Now, who is prepared to make a literal interpretation of those? But there are people that believe in the literal interpretation of the Bible. I guess one would have to take into account the times in which the book of Leviticus was written. So it is possible that those laws made absolute sense. There must be a reason that we no longer subscribe to them. But what of other versus that we choose to literally interpret:

"Women should be silent in the churches, for they are not permitted to speak, but should be submissive, as the law also says." (1 Corinthians 14:34)

"But if ... evidences of virginity are not found for the young woman, then they shall bring out the young woman to the door of her father's house, and the men of her city shall stone her to death with stones..." (Deuteronomy 22:20,21)

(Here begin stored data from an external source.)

use std::collections::BTreeMap;

use anyhow::Result;
use chrono::NaiveDate;
use parking_lot::RwLock;
use tracing::{debug, instrument, warn};

use crate::{
    entry::{Entry, EntryDraft, EntryId, EntryStatus},
    error::EntryError,
    import::{self, ImportReport},
    ledger,
    notifications::{NotificationSink, ReminderEvent},
    reminders::{Clock, ReminderScanner, SystemClock, DEFAULT_THRESHOLD_MINUTES},
    summary::Summary,
    timeline::{self, Occurrence},
};

/// In-memory entry store with last-write-wins updates per id.
///
/// Every read hands out a snapshot; the engine functions never see the lock.
pub struct EntryService {
    entries: RwLock<Vec<Entry>>,
    clock: Box<dyn Clock>,
    scanner: ReminderScanner,
    notification_sink: Option<Box<dyn NotificationSink>>,
}

pub struct EntryServiceBuilder {
    seed: Vec<EntryDraft>,
    clock: Option<Box<dyn Clock>>,
    threshold_minutes: i64,
    notification_sink: Option<Box<dyn NotificationSink>>,
}

impl Default for EntryServiceBuilder {
    fn default() -> Self {
        Self::new()
    }
}

impl EntryServiceBuilder {
    pub fn new() -> Self {
        Self {
            seed: Vec::new(),
            clock: None,
            threshold_minutes: DEFAULT_THRESHOLD_MINUTES,
            notification_sink: None,
        }
    }

    pub fn add_entry(mut self, draft: EntryDraft) -> Self {
        self.seed.push(draft);
        self
    }

    pub fn add_entries(mut self, drafts: impl IntoIterator<Item = EntryDraft>) -> Self {
        self.seed.extend(drafts);
        self
    }

    pub fn with_clock(mut self, clock: Box<dyn Clock>) -> Self {
        self.clock = Some(clock);
        self
    }

    pub fn with_reminder_threshold(mut self, minutes: i64) -> Self {
        self.threshold_minutes = minutes;
        self
    }

    pub fn with_notification_sink(mut self, sink: Box<dyn NotificationSink>) -> Self {
        self.notification_sink = Some(sink);
        self
    }

    pub fn build(self) -> EntryService {
        let service = EntryService {
            entries: RwLock::new(Vec::new()),
            clock: self.clock.unwrap_or_else(|| Box::new(SystemClock)),
            scanner: ReminderScanner::new(self.threshold_minutes),
            notification_sink: self.notification_sink,
        };
        service.bulk_add(self.seed);
        service
    }
}

impl EntryService {
    pub fn builder() -> EntryServiceBuilder {
        EntryServiceBuilder::new()
    }

    /// Snapshot of every entry, newest first.
    pub fn entries(&self) -> Vec<Entry> {
        self.entries.read().clone()
    }

    pub fn len(&self) -> usize {
        self.entries.read().len()
    }

    pub fn is_empty(&self) -> bool {
        self.entries.read().is_empty()
    }

    pub fn get_entry(&self, id: &EntryId) -> Result<Entry, EntryError> {
        self.entries
            .read()
            .iter()
            .find(|entry| &entry.id == id)
            .cloned()
            .ok_or_else(|| EntryError::UnknownEntry(id.clone()))
    }

    #[instrument(skip(self, draft), fields(title = %draft.title))]
    pub fn add_entry(&self, draft: EntryDraft) -> EntryId {
        let id = EntryId::generate();
        let entry = draft.into_entry(id.clone());
        self.entries.write().insert(0, entry);
        debug!(entry_id = %id, "entry added");
        id
    }

    /// Adds a batch ahead of existing entries, keeping the batch's order.
    pub fn bulk_add(&self, drafts: impl IntoIterator<Item = EntryDraft>) -> Vec<EntryId> {
        let fresh: Vec<Entry> = drafts
            .into_iter()
            .map(|draft| draft.into_entry(EntryId::generate()))
            .collect();
        let ids = fresh.iter().map(|entry| entry.id.clone()).collect();
        let mut entries = self.entries.write();
        entries.splice(0..0, fresh);
        ids
    }

    /// Replaces an entry's authored fields wholesale, recurrence included.
    /// The id and the recorded per-date statuses are kept.
    #[instrument(skip(self, draft))]
    pub fn update_entry(&self, id: &EntryId, draft: EntryDraft) -> Result<Entry, EntryError> {
        let mut entries = self.entries.write();
        let slot = entries
            .iter_mut()
            .find(|entry| &entry.id == id)
            .ok_or_else(|| EntryError::UnknownEntry(id.clone()))?;
        let status_by_date = slot.status_by_date.take();
        let mut replacement = draft.into_entry(id.clone());
        replacement.status_by_date = status_by_date;
        *slot = replacement.clone();
        Ok(replacement)
    }

    #[instrument(skip(self))]
    pub fn remove_entry(&self, id: &EntryId) -> Result<Entry, EntryError> {
        let removed = {
            let mut entries = self.entries.write();
            let index = entries
                .iter()
                .position(|entry| &entry.id == id)
                .ok_or_else(|| EntryError::UnknownEntry(id.clone()))?;
            entries.remove(index)
        };
        if let Some(sink) = &self.notification_sink {
            sink.clear_for_entry(id);
        }
        Ok(removed)
    }

    pub fn clear_all(&self) {
        let removed = std::mem::take(&mut *self.entries.write());
        if let Some(sink) = &self.notification_sink {
            for entry in &removed {
                sink.clear_for_entry(&entry.id);
            }
        }
    }

    /// Records the status of one occurrence; refused for non-occurrence dates.
    #[instrument(skip(self))]
    pub fn set_status(&self, id: &EntryId, date: NaiveDate, status: EntryStatus) -> Result<Entry, EntryError> {
        let mut entries = self.entries.write();
        let slot = entries
            .iter_mut()
            .find(|entry| &entry.id == id)
            .ok_or_else(|| EntryError::UnknownEntry(id.clone()))?;
        let updated = ledger::record_status(slot, date, status).inspect_err(|err| {
            warn!(%err, "refusing status write");
        })?;
        *slot = updated.clone();
        Ok(updated)
    }

    /// Checkbox behaviour: complete a pending occurrence, reopen a completed one.
    pub fn toggle_completion(&self, id: &EntryId, date: NaiveDate) -> Result<Entry, EntryError> {
        let entry = self.get_entry(id)?;
        let next = if ledger::resolve_status(&entry, date).is_complete() {
            EntryStatus::Upcoming
        } else {
            entry.kind.completion_status()
        };
        self.set_status(id, date, next)
    }

    pub fn day(&self, date: NaiveDate) -> Vec<Occurrence> {
        timeline::project(&self.entries.read(), date)
    }

    pub fn today(&self) -> Vec<Occurrence> {
        self.day(self.clock.now().date())
    }

    pub fn span(&self, start: NaiveDate, days: u32) -> BTreeMap<NaiveDate, Vec<Occurrence>> {
        timeline::project_span(&self.entries.read(), start, days)
    }

    pub fn summary(&self) -> Summary {
        Summary::from_entries(&self.entries.read())
    }

    /// Imports every valid draft in `payload`, newest batch first.
    pub fn import_json(&self, payload: &str) -> Result<ImportReport> {
        let report = import::import_entries(payload)?;
        self.bulk_add(report.accepted.iter().cloned());
        Ok(report)
    }

    /// One reminder sweep at the clock's current time.
    pub fn run_reminder_tick(&self) -> Option<Vec<ReminderEvent>> {
        let snapshot = self.entries();
        let now = self.clock.now();
        self.scanner
            .tick(&snapshot, now, self.notification_sink.as_deref())
    }

    pub fn scanner(&self) -> &ReminderScanner {
        &self.scanner
    }
}

#[cfg(test)]
mod tests {
    use super::*;
    use crate::entry::EntryKind;
    use crate::recurrence::RecurrenceRule;
    use crate::reminders::FixedClock;
    use parking_lot::Mutex;
    use std::sync::Arc;

    fn date(y: i32, m: u32, d: u32) -> NaiveDate {
        NaiveDate::from_ymd_opt(y, m, d).unwrap()
    }

    #[derive(Default)]
    struct SharedSink {
        emitted: Arc<Mutex<Vec<ReminderEvent>>>,
        cleared: Arc<Mutex<Vec<EntryId>>>,
    }

    impl NotificationSink for SharedSink {
        fn emit(&self, event: &ReminderEvent) {
            self.emitted.lock().push(event.clone());
        }

        fn clear_for_entry(&self, entry_id: &EntryId) {
            self.cleared.lock().push(entry_id.clone());
        }
    }

    #[test]
    fn newest_entries_come_first() {
        let service = EntryService::builder().build();
        let first = service.add_entry(EntryDraft::new(EntryKind::Lab, "first", date(2024, 1, 1), "09:00"));
        let batch = service.bulk_add(vec![
            EntryDraft::new(EntryKind::Lab, "second", date(2024, 1, 1), "09:00"),
            EntryDraft::new(EntryKind::Lab, "third", date(2024, 1, 1), "09:00"),
        ]);
        let order: Vec<EntryId> = service.entries().into_iter().map(|entry| entry.id).collect();
        assert_eq!(order, vec![batch[0].clone(), batch[1].clone(), first]);
    }

    #[test]
    fn update_replaces_rule_and_keeps_recorded_statuses() {
        let service = EntryService::builder().build();
        let id = service.add_entry(
            EntryDraft::new(EntryKind::Medication, "Vitamin D", date(2024, 1, 1), "09:00")
                .with_recurrence(RecurrenceRule::Daily),
        );
        service.set_status(&id, date(2024, 1, 3), EntryStatus::Taken).unwrap();

        let updated = service
            .update_entry(
                &id,
                EntryDraft::new(EntryKind::Medication, "Vitamin D3", date(2024, 1, 1), "09:00")
                    .with_recurrence(RecurrenceRule::Weekly),
            )
            .unwrap();
        assert_eq!(updated.id, id);
        assert_eq!(updated.recurrence, Some(RecurrenceRule::Weekly));
        assert_eq!(
            updated.status_by_date.as_ref().and_then(|map| map.get(&date(2024, 1, 3))),
            Some(&EntryStatus::Taken)
        );
        assert!(service.day(date(2024, 1, 2)).is_empty());
    }

    #[test]
    fn rejected_status_write_leaves_store_untouched() {
        let service = EntryService::builder().build();
        let id = service.add_entry(
            EntryDraft::new(EntryKind::Medication, "Weekly", date(2024, 1, 1), "09:00")
                .with_recurrence(RecurrenceRule::Weekly),
        );
        let before = service.get_entry(&id).unwrap();
        let err = service.set_status(&id, date(2024, 1, 2), EntryStatus::Taken).unwrap_err();
        assert!(matches!(err, EntryError::Occurrence(_)));
        assert_eq!(service.get_entry(&id).unwrap(), before);

        let unknown = service.set_status(&EntryId::from("nope"), date(2024, 1, 1), EntryStatus::Taken);
        assert!(matches!(unknown, Err(EntryError::UnknownEntry(_))));
    }

    #[test]
    fn toggle_flips_between_pending_and_complete() {
        let service = EntryService::builder().build();
        let id = service.add_entry(
            EntryDraft::new(EntryKind::Appointment, "Physio", date(2024, 1, 1), "15:00")
                .with_recurrence(RecurrenceRule::Weekly),
        );
        let done = service.toggle_completion(&id, date(2024, 1, 8)).unwrap();
        assert_eq!(ledger::resolve_status(&done, date(2024, 1, 8)), EntryStatus::Completed);
        let reopened = service.toggle_completion(&id, date(2024, 1, 8)).unwrap();
        assert_eq!(ledger::resolve_status(&reopened, date(2024, 1, 8)), EntryStatus::Upcoming);
    }

    #[test]
    fn removing_an_entry_drops_its_occurrences_and_clears_notifications() {
        let sink = SharedSink::default();
        let cleared = Arc::clone(&sink.cleared);
        let service = EntryService::builder().with_notification_sink(Box::new(sink)).build();
        let id = service.add_entry(
            EntryDraft::new(EntryKind::Medication, "Daily", date(2024, 1, 1), "09:00")
                .with_recurrence(RecurrenceRule::Daily),
        );
        assert_eq!(service.span(date(2024, 1, 1), 10).len(), 10);

        service.remove_entry(&id).unwrap();
        assert!(service.span(date(2024, 1, 1), 10).is_empty());
        assert_eq!(*cleared.lock(), vec![id.clone()]);
        assert!(service.remove_entry(&id).is_err());
    }

    #[test]
    fn reminder_tick_uses_injected_clock() {
        let sink = SharedSink::default();
        let emitted = Arc::clone(&sink.emitted);
        let service = EntryService::builder()
            .with_clock(Box::new(FixedClock::new(date(2024, 6, 3).and_hms_opt(7, 50, 0).unwrap())))
            .with_notification_sink(Box::new(sink))
            .add_entry(EntryDraft::new(EntryKind::Medication, "Lisinopril", date(2024, 6, 3), "08:00 AM"))
            .build();

        assert_eq!(service.today().len(), 1);
        assert_eq!(service.run_reminder_tick().unwrap().len(), 1);
        assert!(service.run_reminder_tick().unwrap().is_empty());
        assert_eq!(emitted.lock()[0].title, "Lisinopril");

        let id = service.entries()[0].id.clone();
        assert!(service.scanner().reminded().contains(&id));
    }

    #[test]
    fn builder_threshold_reaches_the_scanner() {
        let service = EntryService::builder()
            .with_clock(Box::new(FixedClock::new(date(2024, 6, 3).and_hms_opt(7, 30, 0).unwrap())))
            .with_reminder_threshold(45)
            .add_entry(EntryDraft::new(EntryKind::Appointment, "Dentist", date(2024, 6, 3), "08:00 AM"))
            .build();

        assert_eq!(service.scanner().threshold_minutes(), 45);
        let events = service.run_reminder_tick().unwrap();
        assert_eq!(events.len(), 1);
        assert_eq!(events[0].minutes_until, 30);
    }

    #[test]
    fn import_adds_only_valid_drafts() {
        let service = EntryService::builder().build();
        let report = service
            .import_json(
                r#"{"entries":[
                    {"type":"lab","title":"A1C","date":"2024-01-02","time":"10:00"},
                    {"type":"lab","title":"Broken","date":"yesterday","time":"10:00"}
                ]}"#,
            )
            .unwrap();
        assert_eq!(report.rejected.len(), 1);
        assert_eq!(service.len(), 1);
        assert_eq!(service.summary().lab_results, 1);
    }
}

"If your hand causes you to sin, cut it off. It is better for you to enter into life maimed, rather than having two hands, to go to hell, into the fire that shall never be quenched." (Mark 9:43)

"One of illegitimate birth shall not enter the congregation of the Lord." (Deuteronomy 23:2)

"Slaves are to be submissive to their masters in everything, and to be well-pleasing, not talking back ." (Titus 2:9)

"Slaves, submit yourselves to your masters with all respect, not only to the good and gentle but also to the cruel. " (1 Peter 2:18)

So clearly there are passages in the Bible that we do not apply to modern times. That being the case, how are do we go about choosing which scriptures to follow and which to use a historical reference and lessons for spiritual development?

Discussion Starters:
1. Are there particular teachings in the Bible that don’t seem to make sense?
2. Do you believe everything in the Bible as fact or as a combination of mythology, historical accounts and spiritual lessons?
3. Do you believe in the literal interpretation of the Bible? Why or Why Not?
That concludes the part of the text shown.